Fig. 3: Ferritin-specific CD4 T cells participate in the germinal center response to HA-nanoparticle immunization.

BALB/c and CBA/J mice were immunized with equimolar quantities of HA in the form of soluble HA trimers or HA-nanoparticles. Draining lymph nodes were harvested D15 post immunization. Antigen-specific CD4 T cell responses were quantified by IL-2 ELISpot for A BALB/c mice and B CBA/J mice following stimulation with total HA or total ferritin peptide pools.
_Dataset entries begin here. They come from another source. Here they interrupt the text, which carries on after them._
//! Server-side storage for per-player game sessions
//!
//! This module handles the lifecycle of player sessions, including:
//! - Session creation with a freshly drawn secret
//! - Token lookup and activity tracking
//! - Idle expiry and automatic cleanup
//! - Capacity management
//!
//! Sessions are keyed by a random token the browser keeps in a cookie. The
//! store owns the random generator used to draw secrets so tests can seed it.

use log::{debug, info};
use rand::rngs::StdRng;
use rand::SeedableRng;
use shared::{GameRules, GameSession};
use std::collections::HashMap;
use std::time::{Duration, Instant};
use uuid::Uuid;

/// Idle time after which a session is swept
pub const DEFAULT_SESSION_TIMEOUT: Duration = Duration::from_secs(30 * 60);
/// Live sessions allowed before new players are turned away
pub const DEFAULT_MAX_SESSIONS: usize = 10_000;

/// A stored game together with its bookkeeping
#[derive(Debug)]
pub struct Session {
    /// Token handed to the browser
    pub id: Uuid,
    /// Current game for this player
    pub game: GameSession,
    /// Last time any request touched this session
    pub last_seen: Instant,
}

impl Session {
    /// Wraps a game under the given token
    ///
    /// The session starts out as recently active, so a freshly created
    /// session survives at least one full timeout period.
    pub fn new(id: Uuid, game: GameSession) -> Self {
        Self {
            id,
            game,
            last_seen: Instant::now(),
        }
    }

    /// Marks the session as active right now
    pub fn touch(&mut self) {
        self.last_seen = Instant::now();
    }

    /// Returns true if the session has been idle longer than `timeout`
    pub fn is_timed_out(&self, timeout: Duration) -> bool {
        self.last_seen.elapsed() > timeout
    }
}

/// Holds every live session and the rules they are played under
///
/// The store enforces a capacity limit so an unbounded stream of cookie-less
/// requests cannot grow memory without bound; idle sessions are reclaimed by
/// [`SessionStore::check_timeouts`].
pub struct SessionStore {
    sessions: HashMap<Uuid, Session>,
    rules: GameRules,
    max_sessions: usize,
    timeout: Duration,
    rng: StdRng,
}

impl SessionStore {
    /// Creates an empty store with an entropy-seeded generator
    ///
    /// Every game in the store is played under `rules`. At most
    /// `max_sessions` sessions live at once, and sessions idle longer than
    /// `timeout` are dropped on the next sweep.
    pub fn new(rules: GameRules, max_sessions: usize, timeout: Duration) -> Self {
        Self::with_rng(rules, max_sessions, timeout, StdRng::from_entropy())
    }

    /// Creates a store drawing secrets from the given generator
    pub fn with_rng(rules: GameRules, max_sessions: usize, timeout: Duration, rng: StdRng) -> Self {
        Self {
            sessions: HashMap::new(),
            rules,
            max_sessions,
            timeout,
            rng,
        }
    }

    /// Returns the rules every game in this store is played under
    pub fn rules(&self) -> &GameRules {
        &self.rules
    }

    /// Returns the idle time after which sessions expire
    pub fn timeout(&self) -> Duration {
        self.timeout
    }

    /// Starts a new game under a new token
    ///
    /// Returns None if the store is at capacity.
    pub fn create_session(&mut self) -> Option<Uuid> {
        if self.sessions.len() >= self.max_sessions {
            return None;
        }

        let id = Uuid::new_v4();
        let game = GameSession::start(&self.rules, &mut self.rng);
        info!("Session {} started", id);
        self.sessions.insert(id, Session::new(id, game));

        Some(id)
    }

    /// Returns the token of a live session, creating one if `id` is unknown
    pub fn ensure_session(&mut self, id: Option<Uuid>) -> Option<Uuid> {
        if let Some(session) = id.and_then(|id| self.sessions.get_mut(&id)) {
            session.touch();
            return Some(session.id);
        }

        self.create_session()
    }

    /// Replaces the game behind `id` with a fresh one
    ///
    /// The token is kept when the session still exists; otherwise a new
    /// session is created.
    pub fn reset_session(&mut self, id: Option<Uuid>) -> Option<Uuid> {
        if let Some(session) = id.and_then(|id| self.sessions.get_mut(&id)) {
            session.game = GameSession::start(&self.rules, &mut self.rng);
            session.touch();
            info!("Session {} reset", session.id);
            return Some(session.id);
        }

        self.create_session()
    }

    /// Looks up a session without refreshing its activity
    ///
    /// Returns None if the token is unknown or has already expired.
    pub fn get(&self, id: &Uuid) -> Option<&Session> {
        self.sessions.get(id)
    }

    /// Looks up a session for mutation and marks it as active
    pub fn get_mut(&mut self, id: &Uuid) -> Option<&mut Session> {
        let session = self.sessions.get_mut(id)?;
        session.touch();
        Some(session)
    }

    /// Removes a session from the store
    ///
    /// Returns true if the session was found and removed, false if it was
    /// already gone. Used by the expiry sweep.
    pub fn remove_session(&mut self, id: &Uuid) -> bool {
        if self.sessions.remove(id).is_some() {
            info!("Session {} removed", id);
            true
        } else {
            false
        }
    }

    /// Removes sessions idle longer than the configured timeout
    ///
    /// Returns the removed tokens.
    pub fn check_timeouts(&mut self) -> Vec<Uuid> {
        let timeout = self.timeout;
        let timed_out: Vec<Uuid> = self
            .sessions
            .iter()
            .filter(|(_, session)| session.is_timed_out(timeout))
            .map(|(id, _)| *id)
            .collect();

        for id in &timed_out {
            debug!("Session {} expired", id);
            self.remove_session(id);
        }

        timed_out
    }

    /// Returns the number of live sessions
    pub fn len(&self) -> usize {
        self.sessions.len()
    }

    /// Returns true if no sessions are live
    pub fn is_empty(&self) -> bool {
        self.sessions.is_empty()
    }
}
Absolute numbers of CD4 T_FH per lymph node were quantified for C BALB/c and D CBA/J. Antigen specificity of the T_FH response was quantified by activation induced marker (AIM) assay by scoring upregulation of CD154 and CD69 in response to peptide stimulation for E BALB/c and F CBA/J. The fraction of the AIM+ T_FH specific for ferritin (black) or HA (white) is shown for G BALB/c and H CBA/J. Quantification of antigen experienced non-T_FH that upregulate CD154 and CD69 in response to peptide stimulation for I BALB/c and J CBA/J. The fraction of the AIM+ antigen experienced CD4 T cell responses specific for ferritin (black) or HA (white) is shown for K BALB/c and L CBA/J. Data are shown as the mean and SD three individual mice per group from three independent experiments, for a total of 9 individual mice per group. In A, B, E, F, I, J, significant differences between HA-trimer and HA-nanoparticle immunized mice were determined by two-way ANOVA with Tukey’s correction for multiple comparisons. In C, D, significant differences between HA-trimer and HA-nanoparticle immunized mice were determined by unpaired, two-tailed Mann-Whitney test.